//! Keeps data subscriptions in line with the catalog and the tracked queues.
//!
//! Queue-manager-wide types get one subscription for the lifetime of the
//! catalog. Per-object types get one subscription per tracked queue; queues
//! that disappeared lose theirs, and new ones are flagged for a
//! first-collection discard.

use tracing::{debug, warn};

use crate::catalog::{MetricCatalog, ObjectKey, TypeNode};
use crate::error::{MonitorError, Result};
use crate::queues::TrackedQueues;
use crate::transport::{SubHandle, Subscription, Transport};

/// Brings every type's subscriptions in line with the tracked queues.
///
/// Stops at the first failed subscribe; subscriptions already made are kept.
pub fn reconcile_subscriptions<T: Transport>(
    transport: &mut T,
    catalog: &mut MetricCatalog,
    queues: &mut TrackedQueues,
) -> Result<()> {
    for class in catalog.classes.values_mut() {
        for type_node in class.types.values_mut() {
            if type_node.object_topic.is_empty() {
                debug!(class = %class.name, type_name = %type_node.name, "Type has no data topic");
                continue;
            }

            if type_node.is_per_object() {
                reconcile_per_object(transport, type_node, queues)?;
            } else if type_node.subscription(&ObjectKey::QueueManager).is_none() {
                let sub = subscribe(transport, &type_node.object_topic)?;
                type_node.insert_subscription(ObjectKey::QueueManager, sub.handle);
            }
        }
    }
    Ok(())
}

fn reconcile_per_object<T: Transport>(
    transport: &mut T,
    type_node: &mut TypeNode,
    queues: &mut TrackedQueues,
) -> Result<()> {
    let stale: Vec<ObjectKey> = type_node
        .subscribed_keys()
        .filter(|key| match key.object_name() {
            Some(name) => !queues.get(name).is_some_and(|info| info.exists),
            None => false,
        })
        .cloned()
        .collect();

    for key in stale {
        if let Some(handle) = type_node.remove_subscription(&key) {
            close(transport, handle, &key);
        }
    }

    let wanted: Vec<String> = queues
        .iter()
        .filter(|(_, info)| info.exists)
        .map(|(name, _)| name.to_string())
        .collect();

    for name in wanted {
        let key = ObjectKey::object(name.as_str());
        if type_node.subscription(&key).is_some() {
            continue;
        }

        let topic = type_node.object_topic_for(&name);
        let sub = subscribe(transport, &topic)?;
        type_node.insert_subscription(key, sub.handle);
        if let Some(info) = queues.get_mut(&name) {
            info.first_collection = true;
        }
    }
    Ok(())
}

fn subscribe<T: Transport>(transport: &mut T, topic: &str) -> Result<Subscription> {
    let sub = transport
        .subscribe(topic, false)
        .map_err(|source| MonitorError::Subscribe {
            topic: topic.to_string(),
            source,
        })?;
    debug!(topic = %topic, "Subscribed");
    Ok(sub)
}

fn close<T: Transport>(transport: &mut T, handle: SubHandle, key: &ObjectKey) {
    match transport.close_subscription(handle) {
        Ok(()) => debug!(object = %key, "Closed subscription"),
        Err(e) => warn!(object = %key, error = %e, "Failed to close subscription"),
    }
}

/// Closes every data subscription, e.g. before disconnecting.
pub fn close_all_subscriptions<T: Transport>(transport: &mut T, catalog: &mut MetricCatalog) {
    for class in catalog.classes.values_mut() {
        for type_node in class.types.values_mut() {
            let keys: Vec<ObjectKey> = type_node.subscribed_keys().cloned().collect();
            for key in keys {
                if let Some(handle) = type_node.remove_subscription(&key) {
                    close(transport, handle, &key);
                }
            }
        }
    }
}
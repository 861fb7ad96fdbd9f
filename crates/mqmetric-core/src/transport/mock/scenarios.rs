//! Pre-built queue manager scenarios for testing.

use std::collections::BTreeMap;

use super::queue_manager::MockQueueManager;
use super::script::{ClassSpec, ElementSpec, QueueSpec, ReplyQueueSpec, Scenario, TypeSpec};
use crate::pcf::constants::{
    MQIAMO_MONITOR_DELTA, MQIAMO_MONITOR_MB, MQIAMO_MONITOR_MICROSEC, MQIAMO_MONITOR_PERCENT,
    MQIAMO_MONITOR_UNIT,
};

fn element(index: i32, datatype: i32, description: &str) -> ElementSpec {
    ElementSpec {
        index,
        datatype,
        description: description.to_string(),
        translations: BTreeMap::new(),
    }
}

fn typ(index: i32, name: &str, per_object: bool, elements: Vec<ElementSpec>) -> TypeSpec {
    TypeSpec {
        index,
        name: name.to_string(),
        description: String::new(),
        per_object,
        elements,
    }
}

fn class(index: i32, name: &str, description: &str, types: Vec<TypeSpec>) -> ClassSpec {
    ClassSpec {
        index,
        name: name.to_string(),
        description: description.to_string(),
        flags: 0,
        types,
    }
}

impl Scenario {
    /// A distributed queue manager with platform, log, API and per-queue statistics.
    ///
    /// Queues: `APP.ORDERS`, `APP.PAYMENTS`, `DEV.QUEUE.1`, `DEV.QUEUE.2`,
    /// `SYSTEM.ADMIN.COMMAND.QUEUE`, `SYSTEM.DEFAULT.LOCAL.QUEUE`.
    pub fn typical() -> Self {
        let mut queue_depth = element(0, MQIAMO_MONITOR_UNIT, "Queue depth");
        queue_depth
            .translations
            .insert("fr_FR".to_string(), "Profondeur de la file".to_string());

        let schema = vec![
            class(
                0,
                "CPU",
                "Platform central processing units",
                vec![typ(
                    0,
                    "SystemSummary",
                    false,
                    vec![
                        element(0, MQIAMO_MONITOR_PERCENT, "User CPU time percentage"),
                        element(1, MQIAMO_MONITOR_PERCENT, "System CPU time percentage"),
                        element(2, MQIAMO_MONITOR_MB, "RAM total bytes"),
                    ],
                )],
            ),
            class(
                1,
                "DISK",
                "Platform persistent data stores",
                vec![typ(
                    0,
                    "Log",
                    false,
                    vec![
                        element(0, MQIAMO_MONITOR_UNIT, "Log - bytes in use"),
                        element(1, MQIAMO_MONITOR_MICROSEC, "Log - write latency"),
                    ],
                )],
            ),
            class(
                2,
                "STATMQI",
                "API usage statistics",
                vec![typ(
                    0,
                    "PUT",
                    false,
                    vec![
                        element(0, MQIAMO_MONITOR_DELTA, "Interval total MQPUT/MQPUT1 count"),
                        element(
                            1,
                            MQIAMO_MONITOR_DELTA,
                            "Interval total MQPUT/MQPUT1 byte count",
                        ),
                    ],
                )],
            ),
            class(
                3,
                "STATQ",
                "API per-queue usage statistics",
                vec![
                    typ(
                        0,
                        "GENERAL",
                        true,
                        vec![
                            queue_depth,
                            element(1, MQIAMO_MONITOR_DELTA, "Messages expired"),
                        ],
                    ),
                    typ(
                        1,
                        "PUT",
                        true,
                        vec![
                            element(0, MQIAMO_MONITOR_DELTA, "MQPUT/MQPUT1 count"),
                            element(1, MQIAMO_MONITOR_DELTA, "MQPUT byte count"),
                        ],
                    ),
                ],
            ),
        ];

        let queues = vec![
            QueueSpec::local("APP.ORDERS"),
            QueueSpec {
                max_depth: 20000,
                ..QueueSpec::local("APP.PAYMENTS")
            },
            QueueSpec::local("DEV.QUEUE.1"),
            QueueSpec::local("DEV.QUEUE.2"),
            QueueSpec::local("SYSTEM.ADMIN.COMMAND.QUEUE"),
            QueueSpec::local("SYSTEM.DEFAULT.LOCAL.QUEUE"),
        ];

        Scenario {
            qmgr: "QM1".to_string(),
            publications_supported: true,
            reply_queue: ReplyQueueSpec::default(),
            queues,
            schema,
            cycles: Vec::new(),
        }
    }
}

impl MockQueueManager {
    /// Queue manager built from [`Scenario::typical`].
    pub fn typical_queue_manager() -> Self {
        Self::from_scenario(Scenario::typical())
    }

    /// A platform that publishes no resource statistics but can still
    /// answer object inquiries.
    pub fn without_publications() -> Self {
        let mut qm = Self::typical_queue_manager();
        qm.set_publications_supported(false);
        qm
    }

    /// Typical queue manager with `count` extra generated queues, enough to
    /// overflow a small reply buffer.
    pub fn with_many_queues(count: usize) -> Self {
        let mut qm = Self::typical_queue_manager();
        for i in 0..count {
            qm.add_queue(QueueSpec::local(format!("BULK.QUEUE.{:06}", i)));
        }
        qm
    }
}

▶ **What you will do**
Answer with one number only: how many lines in the data contain the word "BTreeMap"?

▶ **Response to the exercise**
2